Anyway, once the teacher has stopped the pointless guessing game and told them the fish's name, the class indicate their comprehension with a big clear "aaaaaaaaaaahhh", with is repeated every time the teacher provides a piece of new information.  But does it really indicate comprehension?  Note how the teacher is prompting for it - I'm sure many people in that class (or at least in my old high school) would make that noise on cue regardless of whether they understand or not.

When he asks questions about whether Fabio is a fish or a car, I'm left wondering why.  It's slowing down the story, and surely by now all the sign-language has guaranteed some level of understanding...? If the sign-language makes the input into "comprehensible input", then comprehension is achieved despite not being familiar with the word, and you are at best testing the students' ability to understand the mime, not the word. This hardly seems an appropriate goal for a language class.

In fact, there are multiple cues that tell the student they can ignore this word.
The style of questioning during comprehension check is a bit different from that in the new information section, so students will learn to distinguish between when they're being asked their opinion and when they're being asked to confirm old information.
"Voiture" is a new word in this session, and we're in a comprehension check.  "Poisson" is a word that has been said lots during that session.  "Voiture" obviously can be ignored.
And if you still haven't twigged that it's a new word, just look at the teacher.  He's miming, and he only does that with new words.  If it's a new word, you can ignore it.
It arguably takes a bad learner to go beyond this point still caring that the mime is a car, but knowing that he's miming a car just tells you that whatever he's saying isn't relevant to the story of a fish.
Very few people will be paying attention to the word at this point, so no-one's learning it.

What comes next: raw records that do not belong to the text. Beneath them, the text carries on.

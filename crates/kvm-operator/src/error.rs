//! Error types for the KVM operator

use crate::framework::{Phase, ResourceKind};
use thiserror::Error;

/// Errors that can occur during operator operations
#[derive(Error, Debug)]
pub enum OperatorError {
    /// Kubernetes API error
    #[error("Kubernetes API error: {0}")]
    KubeError(#[from] kube::Error),

    /// Invalid configuration
    #[error("Invalid configuration: {0}")]
    InvalidConfig(String),

    /// Validation error
    #[error("Validation error: {0}")]
    ValidationError(String),

    /// A handler received an object of a kind it does not manage
    #[error("unknown resource type: expected {expected}, got {actual}")]
    UnknownResourceType {
        expected: ResourceKind,
        actual: String,
    },

    /// No resource set is registered for the declared version bundle
    #[error("invalid version bundle version '{0}': no resources registered")]
    InvalidVersionBundle(String),

    /// A resource phase failed; wraps the underlying cause
    #[error("resource {resource} failed in phase {phase}: {source}")]
    Resource {
        resource: &'static str,
        phase: Phase,
        #[source]
        source: Box<OperatorError>,
    },

    /// Serialization error
    #[error("Serialization error: {0}")]
    SerializationError(#[from] serde_json::Error),

    /// YAML serialization error
    #[error("YAML serialization error: {0}")]
    YamlError(#[from] serde_yaml::Error),

    /// Three-way merge could not be computed
    #[error("merge patch error: {0}")]
    MergePatch(String),

    /// Reconciliation failed
    #[error("Reconciliation failed: {0}")]
    ReconcileFailed(String),
}

/// Result type for operator operations
pub type Result<T> = std::result::Result<T, OperatorError>;

impl OperatorError {
    /// Check if this error is retryable
    pub fn is_retryable(&self) -> bool {
        match self {
            OperatorError::Resource { source, .. } => source.is_retryable(),
            OperatorError::KubeError(kube::Error::Api(resp)) => {
                (resp.code == 409 && resp.reason != "AlreadyExists")
                    || resp.code == 429
                    || resp.code >= 500
            }
            OperatorError::KubeError(_) => true,
            OperatorError::ReconcileFailed(_) => true,
            _ => false,
        }
    }

    /// Whether the API server answered 404
    pub fn is_not_found(&self) -> bool {
        match self {
            OperatorError::Resource { source, .. } => source.is_not_found(),
            OperatorError::KubeError(kube::Error::Api(resp)) => resp.code == 404,
            _ => false,
        }
    }

    /// Whether a create was rejected because the object exists
    pub fn is_already_exists(&self) -> bool {
        match self {
            OperatorError::Resource { source, .. } => source.is_already_exists(),
            OperatorError::KubeError(kube::Error::Api(resp)) => {
                resp.code == 409 && resp.reason == "AlreadyExists"
            }
            _ => false,
        }
    }

    /// Whether an update was rejected because of a stale resource version
    pub fn is_conflict(&self) -> bool {
        match self {
            OperatorError::Resource { source, .. } => source.is_conflict(),
            OperatorError::KubeError(kube::Error::Api(resp)) => {
                resp.code == 409 && resp.reason == "Conflict"
            }
            _ => false,
        }
    }
}

/// Builds the error the API server returns for a given status code and reason.
pub(crate) fn api_error(code: u16, reason: &str, message: impl Into<String>) -> OperatorError {
    OperatorError::KubeError(kube::Error::Api(kube::core::ErrorResponse {
        status: "Failure".to_string(),
        message: message.into(),
        reason: reason.to_string(),
        code,
    }))
}
//! FILENAME: core/engine/src/error.rs
//! PURPOSE: The error surface of the sheet API.
//! CONTEXT: These are caller-facing failures: each one aborts a single
//! operation and leaves the sheet untouched. Evaluation errors (#REF! and
//! friends) are not here; they are ordinary `CellValue`s.

use parser::ParseError;
use thiserror::Error;

#[derive(Error, Debug, PartialEq)]
pub enum SpreadsheetError {
    #[error("Invalid cell position")]
    InvalidPosition,

    #[error("Formula error: {0}")]
    Formula(#[from] ParseError),

    #[error("Circular dependency detected")]
    CircularDependency,
}
//! FILENAME: core/engine/src/evaluator.rs
//! PURPOSE: Evaluates AST expressions to compute formula values.
//! CONTEXT: After a formula is parsed into an AST, this module traverses
//! the tree and computes the numeric result. Cell references are resolved
//! through the sheet, which may in turn evaluate further formula cells;
//! the dependency graph keeps that recursion finite.
//!
//! Evaluation errors travel through the `Result` channel and `?` until the
//! formula boundary collapses them into the cell's value:
//! - #REF!    for references outside the sheet
//! - #VALUE!  for text that is not a full numeric literal
//! - #ARITHM! for division by zero or any non-finite result

use crate::cell::{CellValue, FormulaError};
use crate::position::Position;
use crate::sheet::Sheet;
use parser::{BinaryOperator, Expression, UnaryOperator};

/// The result of evaluating an expression node.
pub type EvalResult = Result<f64, FormulaError>;

/// The formula evaluator.
/// Holds a reference to the sheet for cell lookups.
pub struct Evaluator<'a> {
    sheet: &'a Sheet,
}

impl<'a> Evaluator<'a> {
    /// Creates a new Evaluator with a reference to the sheet.
    pub fn new(sheet: &'a Sheet) -> Self {
        Evaluator { sheet }
    }

    /// Evaluates an AST expression and returns the numeric result.
    pub fn eval(&self, expr: &Expression) -> EvalResult {
        match expr {
            Expression::Literal(n) => Ok(*n),
            Expression::CellRef { col, row } => self.eval_cell_ref(col, *row),
            Expression::BinaryOp { left, op, right } => self.eval_binary_op(left, *op, right),
            Expression::UnaryOp { op, operand } => self.eval_unary_op(*op, operand),
        }
    }

    /// Resolves a cell reference to a number.
    ///
    /// - a reference outside the sheet bounds is a #REF! error;
    /// - an absent cell, or one whose text is empty, counts as 0;
    /// - a text value must parse as a complete numeric literal, otherwise
    ///   it is a #VALUE! error;
    /// - an error value propagates unchanged.
    fn eval_cell_ref(&self, col: &str, row: u32) -> EvalResult {
        let pos = Position::from_a1_parts(col, row).ok_or(FormulaError::Ref)?;

        let cell = match self.sheet.cell(pos) {
            Some(cell) => cell,
            None => return Ok(0.0),
        };
        if cell.text().is_empty() {
            return Ok(0.0);
        }

        match cell.value(self.sheet) {
            CellValue::Empty => Ok(0.0),
            CellValue::Number(n) => Ok(n),
            CellValue::Error(e) => Err(e),
            CellValue::Text(s) => s.parse::<f64>().map_err(|_| FormulaError::Value),
        }
    }

    fn eval_binary_op(
        &self,
        left: &Expression,
        op: BinaryOperator,
        right: &Expression,
    ) -> EvalResult {
        let left = self.eval(left)?;
        let right = self.eval(right)?;

        let result = match op {
            BinaryOperator::Add => left + right,
            BinaryOperator::Subtract => left - right,
            BinaryOperator::Multiply => left * right,
            BinaryOperator::Divide => {
                if right == 0.0 {
                    return Err(FormulaError::Arithmetic);
                }
                left / right
            }
        };

        // Overflow to infinity counts as an arithmetic error too
        if result.is_finite() {
            Ok(result)
        } else {
            Err(FormulaError::Arithmetic)
        }
    }

    fn eval_unary_op(&self, op: UnaryOperator, operand: &Expression) -> EvalResult {
        let value = self.eval(operand)?;

        match op {
            UnaryOperator::Plus => Ok(value),
            UnaryOperator::Negate => Ok(-value),
        }
    }
}

#[cfg(test)]
mod tests {
    use super::*;

    fn eval_str(sheet: &Sheet, src: &str) -> EvalResult {
        let expr = parser::parse(src).unwrap();
        Evaluator::new(sheet).eval(&expr)
    }

    fn pos(s: &str) -> Position {
        Position::from_a1(s).unwrap()
    }

    #[test]
    fn evaluates_arithmetic() {
        let sheet = Sheet::new();
        assert_eq!(eval_str(&sheet, "1+2*3"), Ok(7.0));
        assert_eq!(eval_str(&sheet, "(1+2)*3"), Ok(9.0));
        assert_eq!(eval_str(&sheet, "-2*3"), Ok(-6.0));
        assert_eq!(eval_str(&sheet, "+5"), Ok(5.0));
        assert_eq!(eval_str(&sheet, "7/2"), Ok(3.5));
    }

    #[test]
    fn division_by_zero_is_arithmetic_error() {
        let sheet = Sheet::new();
        assert_eq!(eval_str(&sheet, "1/0"), Err(FormulaError::Arithmetic));
        assert_eq!(eval_str(&sheet, "1/(2-2)"), Err(FormulaError::Arithmetic));
    }

    #[test]
    fn absent_cells_count_as_zero() {
        let sheet = Sheet::new();
        assert_eq!(eval_str(&sheet, "A1+5"), Ok(5.0));
    }

    #[test]
    fn numeric_text_is_coerced() {
        let mut sheet = Sheet::new();
        sheet.set_cell(pos("A1"), "2.5").unwrap();
        assert_eq!(eval_str(&sheet, "A1*2"), Ok(5.0));
    }

    #[test]
    fn non_numeric_text_is_value_error() {
        let mut sheet = Sheet::new();
        sheet.set_cell(pos("A1"), "hello").unwrap();
        sheet.set_cell(pos("A2"), "12oz").unwrap();

        assert_eq!(eval_str(&sheet, "A1+1"), Err(FormulaError::Value));
        assert_eq!(eval_str(&sheet, "A2+1"), Err(FormulaError::Value));
    }

    #[test]
    fn escaped_text_coerces_after_stripping() {
        let mut sheet = Sheet::new();
        sheet.set_cell(pos("A1"), "'7").unwrap();
        // The value of A1 is "7", which parses as a number
        assert_eq!(eval_str(&sheet, "A1+1"), Ok(8.0));
    }

    #[test]
    fn out_of_bounds_reference_is_ref_error() {
        let sheet = Sheet::new();
        assert_eq!(eval_str(&sheet, "A16385"), Err(FormulaError::Ref));
        assert_eq!(eval_str(&sheet, "A0"), Err(FormulaError::Ref));
    }

    #[test]
    fn errors_propagate_through_referencing_formulas() {
        let mut sheet = Sheet::new();
        sheet.set_cell(pos("A1"), "text").unwrap();
        sheet.set_cell(pos("B1"), "=A1").unwrap();

        // B1's value is #VALUE!; reading it from another formula keeps it
        assert_eq!(eval_str(&sheet, "B1+1"), Err(FormulaError::Value));
    }

    #[test]
    fn left_operand_error_wins() {
        let mut sheet = Sheet::new();
        sheet.set_cell(pos("A1"), "text").unwrap();

        assert_eq!(eval_str(&sheet, "A1+1/0"), Err(FormulaError::Value));
    }
}
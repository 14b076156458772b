//! FILENAME: core/engine/src/sheet.rs
//! PURPOSE: Manages the collection of cells (The Spreadsheet Sheet).
//! CONTEXT: This file defines the `Sheet` struct which owns all cell data
//! and the dependency graph between formula cells. It uses a sparse
//! storage strategy (HashMap) so only populated positions take memory.
//! Every edit runs a commit protocol that rejects cycles before touching
//! any state and invalidates stale caches afterwards.

use crate::cell::{Cell, CellValue};
use crate::dependency_graph::DependencyGraph;
use crate::error::SpreadsheetError;
use crate::position::{Position, Size};
use std::collections::HashMap;
use std::io::Write;

/// The Sheet struct holds the state of the spreadsheet.
/// It uses a sparse representation (HashMap) mapping positions to Cells.
#[derive(Debug, Default)]
pub struct Sheet {
    /// Sparse storage: only positions that were written to, or that a
    /// formula references, appear here.
    cells: HashMap<Position, Cell>,

    /// Reference edges between the cells, keyed by position.
    deps: DependencyGraph,
}

impl Sheet {
    /// Creates a new, empty Sheet.
    pub fn new() -> Self {
        Sheet {
            cells: HashMap::new(),
            deps: DependencyGraph::new(),
        }
    }

    /// Sets the cell at `pos` from its raw input text.
    ///
    /// The edit is all-or-nothing. In order:
    /// 1. The candidate state is built from `text`; a malformed formula
    ///    fails here.
    /// 2. The candidate's references are checked against the existing
    ///    graph; an edit that would close a cycle fails here.
    /// 3. Referenced positions that do not exist yet are materialised as
    ///    empty cells, so every graph edge points at a real cell.
    /// 4. The graph edges are rewired and the state replaced.
    /// 5. The caches of the cell and of everything that transitively
    ///    depends on it are dropped.
    pub fn set_cell(&mut self, pos: Position, text: &str) -> Result<(), SpreadsheetError> {
        if !pos.is_valid() {
            return Err(SpreadsheetError::InvalidPosition);
        }

        let candidate = Cell::from_input(text)?;

        let new_precedents = candidate.referenced_cells().iter().copied().collect();
        if self.deps.would_create_cycle(pos, &new_precedents) {
            return Err(SpreadsheetError::CircularDependency);
        }

        // Materialise referenced positions so the back edges have a home
        for &target in candidate.referenced_cells() {
            self.cells.entry(target).or_default();
        }

        self.deps.set_dependencies(pos, new_precedents);
        self.cells.insert(pos, candidate);

        for dirty in self.deps.collect_dirty(pos) {
            if let Some(cell) = self.cells.get(&dirty) {
                cell.invalidate_cache();
            }
        }

        Ok(())
    }

    /// Returns the cell at `pos`, or None if nothing is stored there.
    /// Positions a formula referenced are present as empty cells.
    pub fn get_cell(&self, pos: Position) -> Result<Option<&Cell>, SpreadsheetError> {
        if !pos.is_valid() {
            return Err(SpreadsheetError::InvalidPosition);
        }

        Ok(self.cells.get(&pos))
    }

    /// Clears the cell at `pos`.
    ///
    /// Clearing runs the same commit protocol as setting empty text, so
    /// dependent caches are invalidated. The entry is then removed from
    /// storage unless some formula still references it, in which case an
    /// empty cell lingers to keep the graph's edges resolvable.
    pub fn clear_cell(&mut self, pos: Position) -> Result<(), SpreadsheetError> {
        if !pos.is_valid() {
            return Err(SpreadsheetError::InvalidPosition);
        }

        if self.cells.contains_key(&pos) {
            self.set_cell(pos, "")?;
            if !self.deps.is_referenced(pos) {
                self.cells.remove(&pos);
            }
        }

        Ok(())
    }

    /// Convenience read: the observable value at `pos`. Absent cells read
    /// as empty. Formula caches may be populated as a side effect.
    pub fn value(&self, pos: Position) -> Result<CellValue, SpreadsheetError> {
        Ok(self
            .get_cell(pos)?
            .map(|cell| cell.value(self))
            .unwrap_or(CellValue::Empty))
    }

    /// True if any formula cell currently references `pos`.
    pub fn is_referenced(&self, pos: Position) -> bool {
        self.deps.is_referenced(pos)
    }

    /// Internal unchecked lookup used during evaluation, where positions
    /// are already known to be valid.
    pub(crate) fn cell(&self, pos: Position) -> Option<&Cell> {
        self.cells.get(&pos)
    }

    /// Returns the minimal bounding rectangle covering every cell whose
    /// text is non-empty, or (0, 0) when there is none. Cells that exist
    /// only because a formula references them do not count.
    pub fn printable_size(&self) -> Size {
        let mut result = Size::default();

        for (pos, cell) in &self.cells {
            if !cell.text().is_empty() {
                result.rows = result.rows.max(pos.row + 1);
                result.cols = result.cols.max(pos.col + 1);
            }
        }

        result
    }

    /// Writes the computed values of the printable region: tab between
    /// columns, newline after each row, absent cells as empty fields.
    pub fn print_values<W: Write>(&self, output: &mut W) -> std::io::Result<()> {
        self.print_with(output, |cell| cell.value(self).to_string())
    }

    /// Writes the raw texts of the printable region, in the same shape as
    /// `print_values`. Formula cells print their canonical text, escaped
    /// text keeps its escape character.
    pub fn print_texts<W: Write>(&self, output: &mut W) -> std::io::Result<()> {
        self.print_with(output, |cell| cell.text())
    }

    fn print_with<W, F>(&self, output: &mut W, render: F) -> std::io::Result<()>
    where
        W: Write,
        F: Fn(&Cell) -> String,
    {
        let size = self.printable_size();

        for row in 0..size.rows {
            for col in 0..size.cols {
                if col > 0 {
                    write!(output, "\t")?;
                }
                if let Some(cell) = self.cells.get(&Position::new(row, col)) {
                    write!(output, "{}", render(cell))?;
                }
            }
            writeln!(output)?;
        }

        Ok(())
    }
}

Another problem the teacher introduces is by presenting sentences and seeking affirmation of understanding from them, blurring the boundaries between question and statement.

He does seem to get through a few different language points, but it does seem odd to me that he's talking about laughing and crying, but still needs to point out "pourquoi" on the board.  The whole thing seems just a little bit baffling, and by accepting one-word answers, we may know that they've understood the message, but we can't know that they've understood the language.  But then again, as this technique emerges from the theoretical standpoints of a "Silent Period" and of "Comprehensible Input", we already know that the teacher assumes that understanding of content comes before understanding of grammar and/or vocabulary.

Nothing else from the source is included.